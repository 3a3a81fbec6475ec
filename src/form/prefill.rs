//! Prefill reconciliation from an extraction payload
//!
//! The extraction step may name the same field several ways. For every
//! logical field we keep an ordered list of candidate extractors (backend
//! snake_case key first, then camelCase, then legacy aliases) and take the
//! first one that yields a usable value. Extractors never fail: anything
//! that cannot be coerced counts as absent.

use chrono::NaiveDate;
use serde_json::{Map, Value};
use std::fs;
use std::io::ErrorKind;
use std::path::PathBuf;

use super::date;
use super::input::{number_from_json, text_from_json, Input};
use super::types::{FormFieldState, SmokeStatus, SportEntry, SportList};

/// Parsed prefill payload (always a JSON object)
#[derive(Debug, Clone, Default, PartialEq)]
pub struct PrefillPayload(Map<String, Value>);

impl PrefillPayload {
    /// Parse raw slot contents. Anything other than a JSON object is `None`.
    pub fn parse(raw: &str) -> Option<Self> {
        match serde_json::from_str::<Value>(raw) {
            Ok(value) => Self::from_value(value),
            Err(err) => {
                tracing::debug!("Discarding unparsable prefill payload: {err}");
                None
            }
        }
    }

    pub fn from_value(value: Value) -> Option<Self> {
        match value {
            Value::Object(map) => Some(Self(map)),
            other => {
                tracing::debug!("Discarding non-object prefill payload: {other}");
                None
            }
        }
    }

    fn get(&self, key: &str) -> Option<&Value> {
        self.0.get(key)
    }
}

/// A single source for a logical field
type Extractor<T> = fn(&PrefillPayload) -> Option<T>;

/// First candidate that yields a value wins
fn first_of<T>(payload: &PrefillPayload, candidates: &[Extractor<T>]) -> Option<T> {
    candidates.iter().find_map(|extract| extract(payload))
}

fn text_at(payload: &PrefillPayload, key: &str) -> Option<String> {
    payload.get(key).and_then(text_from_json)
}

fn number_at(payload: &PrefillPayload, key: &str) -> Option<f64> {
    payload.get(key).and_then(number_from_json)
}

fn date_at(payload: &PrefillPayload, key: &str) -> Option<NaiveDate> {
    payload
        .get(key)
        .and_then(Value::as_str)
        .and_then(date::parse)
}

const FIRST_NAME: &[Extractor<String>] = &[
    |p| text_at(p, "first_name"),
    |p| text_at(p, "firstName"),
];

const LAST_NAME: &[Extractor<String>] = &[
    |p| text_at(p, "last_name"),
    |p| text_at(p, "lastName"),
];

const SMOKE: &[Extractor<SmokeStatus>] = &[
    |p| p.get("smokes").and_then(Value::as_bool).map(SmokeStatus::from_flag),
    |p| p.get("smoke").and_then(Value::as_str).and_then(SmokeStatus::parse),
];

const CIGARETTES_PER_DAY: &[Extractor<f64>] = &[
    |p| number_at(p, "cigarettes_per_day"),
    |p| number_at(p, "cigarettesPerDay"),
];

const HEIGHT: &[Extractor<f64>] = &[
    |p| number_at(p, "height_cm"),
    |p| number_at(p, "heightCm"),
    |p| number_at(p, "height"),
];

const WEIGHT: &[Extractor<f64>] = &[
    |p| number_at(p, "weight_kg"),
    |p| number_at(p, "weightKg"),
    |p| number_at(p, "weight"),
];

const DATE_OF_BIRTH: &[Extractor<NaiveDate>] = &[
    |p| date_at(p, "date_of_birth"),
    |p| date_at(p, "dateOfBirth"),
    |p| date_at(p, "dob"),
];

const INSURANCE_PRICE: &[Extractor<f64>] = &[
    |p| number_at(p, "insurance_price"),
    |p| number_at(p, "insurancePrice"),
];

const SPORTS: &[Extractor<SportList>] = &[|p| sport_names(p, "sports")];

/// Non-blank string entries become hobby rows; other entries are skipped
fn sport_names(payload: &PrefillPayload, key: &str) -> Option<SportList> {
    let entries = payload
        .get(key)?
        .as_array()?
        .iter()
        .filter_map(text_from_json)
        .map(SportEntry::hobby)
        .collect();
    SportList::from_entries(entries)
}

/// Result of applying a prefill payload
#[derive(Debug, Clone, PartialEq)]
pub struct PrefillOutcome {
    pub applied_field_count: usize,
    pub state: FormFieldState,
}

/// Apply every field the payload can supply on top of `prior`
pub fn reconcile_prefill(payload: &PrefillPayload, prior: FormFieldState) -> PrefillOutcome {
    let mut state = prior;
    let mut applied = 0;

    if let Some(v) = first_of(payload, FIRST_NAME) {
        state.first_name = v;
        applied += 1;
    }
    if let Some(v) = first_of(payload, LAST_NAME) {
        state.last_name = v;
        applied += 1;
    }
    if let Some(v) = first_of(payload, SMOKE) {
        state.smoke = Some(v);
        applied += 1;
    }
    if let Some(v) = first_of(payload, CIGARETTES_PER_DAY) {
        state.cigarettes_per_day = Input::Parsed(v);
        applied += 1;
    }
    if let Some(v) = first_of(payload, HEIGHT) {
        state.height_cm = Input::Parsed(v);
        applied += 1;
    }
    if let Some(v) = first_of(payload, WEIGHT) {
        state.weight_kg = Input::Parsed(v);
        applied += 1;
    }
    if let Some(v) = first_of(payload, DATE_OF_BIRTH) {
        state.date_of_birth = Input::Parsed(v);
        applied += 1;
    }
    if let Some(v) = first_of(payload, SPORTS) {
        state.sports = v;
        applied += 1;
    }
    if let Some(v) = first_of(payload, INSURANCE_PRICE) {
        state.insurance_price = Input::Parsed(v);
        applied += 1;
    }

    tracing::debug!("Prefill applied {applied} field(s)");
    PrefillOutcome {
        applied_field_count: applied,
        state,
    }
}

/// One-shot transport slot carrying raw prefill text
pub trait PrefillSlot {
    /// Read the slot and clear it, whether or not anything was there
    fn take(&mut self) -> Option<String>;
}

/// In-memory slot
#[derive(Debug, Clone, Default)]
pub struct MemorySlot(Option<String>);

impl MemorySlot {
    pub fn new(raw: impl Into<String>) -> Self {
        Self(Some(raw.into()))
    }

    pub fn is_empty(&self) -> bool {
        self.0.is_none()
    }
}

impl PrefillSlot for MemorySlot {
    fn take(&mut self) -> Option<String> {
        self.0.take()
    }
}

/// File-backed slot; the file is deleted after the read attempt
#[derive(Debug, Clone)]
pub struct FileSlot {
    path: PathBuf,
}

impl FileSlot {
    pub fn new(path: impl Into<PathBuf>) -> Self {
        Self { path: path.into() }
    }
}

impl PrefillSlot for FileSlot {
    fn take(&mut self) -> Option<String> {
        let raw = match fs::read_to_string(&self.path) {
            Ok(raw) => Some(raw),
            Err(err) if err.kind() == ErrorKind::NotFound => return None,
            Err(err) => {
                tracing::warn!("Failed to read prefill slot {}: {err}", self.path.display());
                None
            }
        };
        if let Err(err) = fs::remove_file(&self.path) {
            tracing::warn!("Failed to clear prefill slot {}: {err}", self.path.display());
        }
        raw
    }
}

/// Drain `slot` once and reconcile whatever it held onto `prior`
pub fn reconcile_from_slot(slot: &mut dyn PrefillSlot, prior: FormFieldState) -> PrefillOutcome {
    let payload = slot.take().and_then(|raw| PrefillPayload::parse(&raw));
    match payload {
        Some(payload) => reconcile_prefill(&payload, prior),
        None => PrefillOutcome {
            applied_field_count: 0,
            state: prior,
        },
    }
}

========================================

* **DIRECTIONS FOR THIS TASK**
Transcribe the material in full; every line must match exactly.

* **RESPONSE**
repository 3a3a81fbec6475ec
filename src/form/prefill.rs
//! Prefill reconciliation from an extraction payload
//!
//! The extraction step may name the same field several ways. For every
//! logical field we keep an ordered list of candidate extractors (backend
//! snake_case key first, then camelCase, then legacy aliases) and take the
//! first one that yields a usable value. Extractors never fail: anything
//! that cannot be coerced counts as absent.

use chrono::NaiveDate;
use serde_json::{Map, Value};
use std::fs;
use std::io::ErrorKind;
use std::path::PathBuf;

use super::date;
use super::input::{number_from_json, text_from_json, Input};
use super::types::{FormFieldState, SmokeStatus, SportEntry, SportList};

/// Parsed prefill payload (always a JSON object)
#[derive(Debug, Clone, Default, PartialEq)]
pub struct PrefillPayload(Map<String, Value>);

impl PrefillPayload {
    /// Parse raw slot contents. Anything other than a JSON object is `None`.
    pub fn parse(raw: &str) -> Option<Self> {
        match serde_json::from_str::<Value>(raw) {
            Ok(value) => Self::from_value(value),
            Err(err) => {
                tracing::debug!("Discarding unparsable prefill payload: {err}");
                None
            }
        }
    }

    pub fn from_value(value: Value) -> Option<Self> {
        match value {
            Value::Object(map) => Some(Self(map)),
            other => {
                tracing::debug!("Discarding non-object prefill payload: {other}");
                None
            }
        }
    }

    fn get(&self, key: &str) -> Option<&Value> {
        self.0.get(key)
    }
}

/// A single source for a logical field
type Extractor<T> = fn(&PrefillPayload) -> Option<T>;

/// First candidate that yields a value wins
fn first_of<T>(payload: &PrefillPayload, candidates: &[Extractor<T>]) -> Option<T> {
    candidates.iter().find_map(|extract| extract(payload))
}

fn text_at(payload: &PrefillPayload, key: &str) -> Option<String> {
    payload.get(key).and_then(text_from_json)
}

fn number_at(payload: &PrefillPayload, key: &str) -> Option<f64> {
    payload.get(key).and_then(number_from_json)
}

fn date_at(payload: &PrefillPayload, key: &str) -> Option<NaiveDate> {
    payload
        .get(key)
        .and_then(Value::as_str)
        .and_then(date::parse)
}

const FIRST_NAME: &[Extractor<String>] = &[
    |p| text_at(p, "first_name"),
    |p| text_at(p, "firstName"),
];

const LAST_NAME: &[Extractor<String>] = &[
    |p| text_at(p, "last_name"),
    |p| text_at(p, "lastName"),
];

const SMOKE: &[Extractor<SmokeStatus>] = &[
    |p| p.get("smokes").and_then(Value::as_bool).map(SmokeStatus::from_flag),
    |p| p.get("smoke").and_then(Value::as_str).and_then(SmokeStatus::parse),
];

const CIGARETTES_PER_DAY: &[Extractor<f64>] = &[
    |p| number_at(p, "cigarettes_per_day"),
    |p| number_at(p, "cigarettesPerDay"),
];

const HEIGHT: &[Extractor<f64>] = &[
    |p| number_at(p, "height_cm"),
    |p| number_at(p, "heightCm"),
    |p| number_at(p, "height"),
];

const WEIGHT: &[Extractor<f64>] = &[
    |p| number_at(p, "weight_kg"),
    |p| number_at(p, "weightKg"),
    |p| number_at(p, "weight"),
];

const DATE_OF_BIRTH: &[Extractor<NaiveDate>] = &[
    |p| date_at(p, "date_of_birth"),
    |p| date_at(p, "dateOfBirth"),
    |p| date_at(p, "dob"),
];

const INSURANCE_PRICE: &[Extractor<f64>] = &[
    |p| number_at(p, "insurance_price"),
    |p| number_at(p, "insurancePrice"),
];

const SPORTS: &[Extractor<SportList>] = &[|p| sport_names(p, "sports")];

/// Non-blank string entries become hobby rows; other entries are skipped
fn sport_names(payload: &PrefillPayload, key: &str) -> Option<SportList> {
    let entries = payload
        .get(key)?
        .as_array()?
        .iter()
        .filter_map(text_from_json)
        .map(SportEntry::hobby)
        .collect();
    SportList::from_entries(entries)
}

/// Result of applying a prefill payload
#[derive(Debug, Clone, PartialEq)]
pub struct PrefillOutcome {
    pub applied_field_count: usize,
    pub state: FormFieldState,
}

/// Apply every field the payload can supply on top of `prior`
pub fn reconcile_prefill(payload: &PrefillPayload, prior: FormFieldState) -> PrefillOutcome {
    let mut state = prior;
    let mut applied = 0;

    if let Some(v) = first_of(payload, FIRST_NAME) {
        state.first_name = v;
        applied += 1;
    }
    if let Some(v) = first_of(payload, LAST_NAME) {
        state.last_name = v;
        applied += 1;
    }
    if let Some(v) = first_of(payload, SMOKE) {
        state.smoke = Some(v);
        applied += 1;
    }
    if let Some(v) = first_of(payload, CIGARETTES_PER_DAY) {
        state.cigarettes_per_day = Input::Parsed(v);
        applied += 1;
    }
    if let Some(v) = first_of(payload, HEIGHT) {
        state.height_cm = Input::Parsed(v);
        applied += 1;
    }
    if let Some(v) = first_of(payload, WEIGHT) {
        state.weight_kg = Input::Parsed(v);
        applied += 1;
    }
    if let Some(v) = first_of(payload, DATE_OF_BIRTH) {
        state.date_of_birth = Input::Parsed(v);
        applied += 1;
    }
    if let Some(v) = first_of(payload, SPORTS) {
        state.sports = v;
        applied += 1;
    }
    if let Some(v) = first_of(payload, INSURANCE_PRICE) {
        state.insurance_price = Input::Parsed(v);
        applied += 1;
    }

    tracing::debug!("Prefill applied {applied} field(s)");
    PrefillOutcome {
        applied_field_count: applied,
        state,
    }
}

/// One-shot transport slot carrying raw prefill text
pub trait PrefillSlot {
    /// Read the slot and clear it, whether or not anything was there
    fn take(&mut self) -> Option<String>;
}

/// In-memory slot
#[derive(Debug, Clone, Default)]
pub struct MemorySlot(Option<String>);

impl MemorySlot {
    pub fn new(raw: impl Into<String>) -> Self {
        Self(Some(raw.into()))
    }

    pub fn is_empty(&self) -> bool {
        self.0.is_none()
    }
}

impl PrefillSlot for MemorySlot {
    fn take(&mut self) -> Option<String> {
        self.0.take()
    }
}

/// File-backed slot; the file is deleted after the read attempt
#[derive(Debug, Clone)]
pub struct FileSlot {
    path: PathBuf,
}

impl FileSlot {
    pub fn new(path: impl Into<PathBuf>) -> Self {
        Self { path: path.into() }
    }
}

impl PrefillSlot for FileSlot {
    fn take(&mut self) -> Option<String> {
        let raw = match fs::read_to_string(&self.path) {
            Ok(raw) => Some(raw),
            Err(err) if err.kind() == ErrorKind::NotFound => return None,
            Err(err) => {
                tracing::warn!("Failed to read prefill slot {}: {err}", self.path.display());
                None
            }
        };
        if let Err(err) = fs::remove_file(&self.path) {
            tracing::warn!("Failed to clear prefill slot {}: {err}", self.path.display());
        }
        raw
    }
}

/// Drain `slot` once and reconcile whatever it held onto `prior`
pub fn reconcile_from_slot(slot: &mut dyn PrefillSlot, prior: FormFieldState) -> PrefillOutcome {
    let payload = slot.take().and_then(|raw| PrefillPayload::parse(&raw));
    match payload {
        Some(payload) => reconcile_prefill(&payload, prior),
        None => PrefillOutcome {
            applied_field_count: 0,
            state: prior,
        },
    }
}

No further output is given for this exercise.